_INFORMATION PROVIDED_
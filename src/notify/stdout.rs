//! Sink printing one JSON line per notification.

use async_trait::async_trait;
use tokio::io::{AsyncWrite, AsyncWriteExt, Stdout};
use tokio::sync::Mutex;

use super::{Notification, NotificationSink};
use crate::error::NotifyError;

/// Writes notifications as newline-delimited JSON, stdout by default.
pub struct StdoutSink<W = Stdout> {
    protocol: String,
    out: Mutex<W>,
}

impl StdoutSink {
    pub fn new(protocol: &str) -> Self {
        Self::with_writer(protocol, tokio::io::stdout())
    }
}

impl<W> StdoutSink<W>
where
    W: AsyncWrite + Send + Unpin,
{
    pub fn with_writer(protocol: &str, out: W) -> Self {
        Self {
            protocol: protocol.to_string(),
            out: Mutex::new(out),
        }
    }
}

#[async_trait]
impl<W> NotificationSink for StdoutSink<W>
where
    W: AsyncWrite + Send + Unpin,
{
    fn protocol(&self) -> &str {
        &self.protocol
    }

    fn sink_type(&self) -> &str {
        "stdout"
    }

    async fn send(&self, notification: &Notification) -> Result<(), NotifyError> {
        let mut line = serde_json::to_vec(notification)
            .map_err(|e| NotifyError::SendFailed(format!("JSON serialization error: {}", e)))?;
        line.push(b'\n');

        let mut out = self.out.lock().await;
        out.write_all(&line)
            .await
            .map_err(|e| NotifyError::SendFailed(e.to_string()))?;
        out.flush()
            .await
            .map_err(|e| NotifyError::SendFailed(e.to_string()))?;

        metrics::counter!(
            "herald_notifications_sent_total",
            "protocol" => self.protocol.clone(),
            "sink_type" => "stdout"
        )
        .increment(1);
        Ok(())
    }
}

impl<W> std::fmt::Debug for StdoutSink<W> {
    fn fmt(&self, f: &mut std::fmt::Formatter<'_>) -> std::fmt::Result {
        f.debug_struct("StdoutSink")
            .field("protocol", &self.protocol)
            .finish()
    }
}
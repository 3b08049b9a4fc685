//! Generic webhook sink.
//!
//! Delivers notifications to an HTTP endpoint with customizable body
//! templates and headers.

use crate::config::{SecretString, WebhookSinkConfig, resolve_env_vars};
use crate::error::{ConfigError, NotifyError};
use crate::notify::{Notification, NotificationSink, backoff_delay};
use async_trait::async_trait;
use chrono::Utc;
use minijinja::{Environment, context};
use reqwest::Method;
use reqwest::header::{CONTENT_TYPE, HeaderMap, HeaderName, HeaderValue};
use serde::Serialize;
use std::str::FromStr;
use std::time::Duration;
use tracing::Instrument;

/// Backoff base delay for webhook retries.
const WEBHOOK_BACKOFF_BASE: Duration = Duration::from_millis(500);

/// Maximum backoff delay for webhook retries.
const WEBHOOK_BACKOFF_MAX: Duration = Duration::from_secs(5);

/// Maximum number of attempts per notification.
const WEBHOOK_MAX_RETRIES: u32 = 3;

/// JSON body sent when no `body_template` is configured.
#[derive(Debug, Clone, Serialize)]
pub struct DefaultWebhookPayload {
    pub protocol: String,
    pub address: String,
    pub rule_id: i64,
    pub rule_name: String,
    pub owner: String,
    pub message_id: String,
    pub topic: String,
    pub title: String,
    pub body: String,
    /// RFC 3339 time the notification was sent.
    pub timestamp: String,
}

impl DefaultWebhookPayload {
    pub fn from_notification(notification: &Notification) -> Self {
        Self {
            protocol: notification.protocol.clone(),
            address: notification.address.clone(),
            rule_id: notification.rule_id,
            rule_name: notification.rule_name.clone(),
            owner: notification.owner.clone(),
            message_id: notification.message_id.clone(),
            topic: notification.topic.clone(),
            title: notification.content.title.clone(),
            body: notification.content.body.clone(),
            timestamp: Utc::now().to_rfc3339(),
        }
    }
}

/// Webhook sink for one destination protocol.
///
/// # Retry Policy
///
/// - **5xx errors**: Retry (server temporarily unavailable)
/// - **Network errors**: Retry (timeout, connection refused)
/// - **4xx errors**: Do NOT retry (client error, invalid request)
pub struct WebhookSink {
    protocol: String,
    client: reqwest::Client,
    url: SecretString,
    method: Method,
    /// Resolved headers; may carry secrets.
    headers: HeaderMap,
    body_template_source: Option<String>,
}

fn validate_body_template(source: &str) -> Result<(), String> {
    let mut env = Environment::new();
    env.add_template("_validate", source)
        .map_err(|e| e.to_string())?;
    Ok(())
}

/// Render a body template with notification context.
fn render_body_template(source: &str, notification: &Notification) -> Result<String, NotifyError> {
    let env = Environment::new();
    env.render_str(
        source,
        context! {
            title => &notification.content.title,
            body => &notification.content.body,
            rule_id => notification.rule_id,
            rule_name => &notification.rule_name,
            owner => &notification.owner,
            protocol => &notification.protocol,
            address => &notification.address,
            message_id => &notification.message_id,
            topic => &notification.topic,
        },
    )
    .map_err(|e| NotifyError::SendFailed(format!("template render error: {}", e)))
}

impl WebhookSink {
    /// Build a sink from configuration.
    ///
    /// # Errors
    /// [`ConfigError::InvalidSink`] if URL or header resolution fails, the
    /// method is not POST/PUT, or the body template does not compile.
    pub fn from_config(
        protocol: &str,
        config: &WebhookSinkConfig,
        client: reqwest::Client,
    ) -> Result<Self, ConfigError> {
        let invalid = |message: String| ConfigError::InvalidSink {
            protocol: protocol.to_string(),
            message,
        };

        let resolved_url =
            resolve_env_vars(&config.url).map_err(|e| invalid(format!("url: {}", e)))?;

        let method_upper = config.method.to_uppercase();
        if method_upper != "POST" && method_upper != "PUT" {
            return Err(invalid(format!(
                "unsupported method '{}': only POST and PUT are supported",
                config.method
            )));
        }
        let method = Method::from_str(&method_upper)
            .map_err(|_| invalid(format!("invalid method: {}", config.method)))?;

        let mut headers = HeaderMap::new();
        for (key, value) in &config.headers {
            let resolved_value = resolve_env_vars(value)
                .map_err(|e| invalid(format!("header '{}': {}", key, e)))?;
            let header_name = HeaderName::from_str(key)
                .map_err(|_| invalid(format!("invalid header name: {}", key)))?;
            let header_value = HeaderValue::from_str(&resolved_value)
                .map_err(|_| invalid(format!("invalid header value for '{}'", key)))?;
            headers.insert(header_name, header_value);
        }
        headers
            .entry(CONTENT_TYPE)
            .or_insert(HeaderValue::from_static("application/json"));

        let body_template_source = match &config.body_template {
            Some(source) => {
                validate_body_template(source)
                    .map_err(|e| invalid(format!("body_template: {}", e)))?;
                Some(source.clone())
            }
            None => None,
        };

        Ok(Self {
            protocol: protocol.to_string(),
            client,
            url: SecretString::new(resolved_url),
            method,
            headers,
            body_template_source,
        })
    }

    #[cfg(test)]
    pub fn url(&self) -> &str {
        self.url.expose()
    }

    #[cfg(test)]
    pub fn method(&self) -> &Method {
        &self.method
    }

    #[cfg(test)]
    pub fn has_body_template(&self) -> bool {
        self.body_template_source.is_some()
    }

    fn record_failure(&self) {
        metrics::counter!(
            "herald_notify_errors_total",
            "protocol" => self.protocol.clone(),
            "sink_type" => "webhook"
        )
        .increment(1);
        metrics::counter!(
            "herald_notifications_failed_total",
            "protocol" => self.protocol.clone()
        )
        .increment(1);
    }
}
//! Command-line interface for herald using clap.

use clap::{Parser, ValueEnum};
use std::path::PathBuf;

use crate::config::DEFAULT_CONFIG_PATH;

/// Log output format.
#[derive(Debug, Clone, Copy, Default, ValueEnum)]
pub enum LogFormat {
    /// Human-readable text format (default).
    #[default]
    Text,
    /// Structured JSON format for log aggregation.
    Json,
}

/// Notification rule matching and dispatch for bus messages.
#[derive(Parser, Debug)]
#[command(name = "herald")]
#[command(version)]
#[command(about = "Notification rule matching and dispatch for bus messages")]
pub struct Cli {
    /// Path to configuration file.
    #[arg(short = 'c', long = "config", default_value = DEFAULT_CONFIG_PATH)]
    pub config: PathBuf,

    /// Validate configuration and rules, then exit.
    #[arg(long = "validate")]
    pub validate: bool,

    /// Read newline-delimited JSON messages from this file instead of stdin.
    #[arg(short = 'i', long = "input")]
    pub input: Option<PathBuf>,

    /// Log format: text or json.
    #[arg(long = "log-format", value_enum, default_value_t = LogFormat::Text, env = "LOG_FORMAT")]
    pub log_format: LogFormat,
}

_PROBLEM DETAILS_
Which lines hold the word "DefaultWebhookPayload"? Copy each of them from the records.

_SOLUTION TO THE EXERCISE_
pub struct DefaultWebhookPayload {
impl DefaultWebhookPayload {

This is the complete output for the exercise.